▸ **WHAT THIS TASK INVOLVES**: What lines in the entries hold the string "queue"? List them.
*** Opening of DATASET EXTRACT ***
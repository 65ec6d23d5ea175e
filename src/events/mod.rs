//! Event Dispatch Module
//!
//! Subscription registry and delivery of channel notifications.
//!
//! ## Responsibilities
//! - Map namespaced channels to caller callbacks
//! - Carry notifications from a backend to callbacks over a channel
//! - Run exactly one of two delivery modes per dispatcher
//!
//! ## Delivery Modes
//! ```text
//!   backend ──Notification──▶ inbound queue ──┬──▶ delivery thread (managed)
//!                                             └──▶ poll()          (manual)
//! ```
//! A managed dispatcher owns a dedicated thread that waits on the queue and
//! invokes callbacks one at a time. A polled dispatcher is drained by the
//! caller, one notification per `poll()`. Once a mode has been used the other
//! one is refused.

mod dispatcher;

use std::sync::Arc;

pub use dispatcher::{DeliveryMode, EventDispatcher};

/// Callback invoked with the channel name (namespace stripped) and its events
pub type EventCallback = Arc<dyn Fn(&str, &[String]) + Send + Sync>;

/// A channel name and the events delivered with it
pub type Event = (String, Vec<String>);

/// A notification as produced by a backend
#[derive(Debug, Clone, PartialEq, Eq)]
pub struct Notification {
    /// Namespaced channel, as encoded on the wire
    pub channel: String,

    /// Events in publish order
    pub events: Vec<String>,
}

impl Notification {
    pub fn new(channel: impl Into<String>, events: Vec<String>) -> Self {
        Self {
            channel: channel.into(),
            events,
        }
    }
}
*** Close of DATASET EXTRACT ***
▸ **RESULT OF THIS TASK**:
//!   backend ──Notification──▶ inbound queue ──┬──▶ delivery thread (managed)
//! A managed dispatcher owns a dedicated thread that waits on the queue and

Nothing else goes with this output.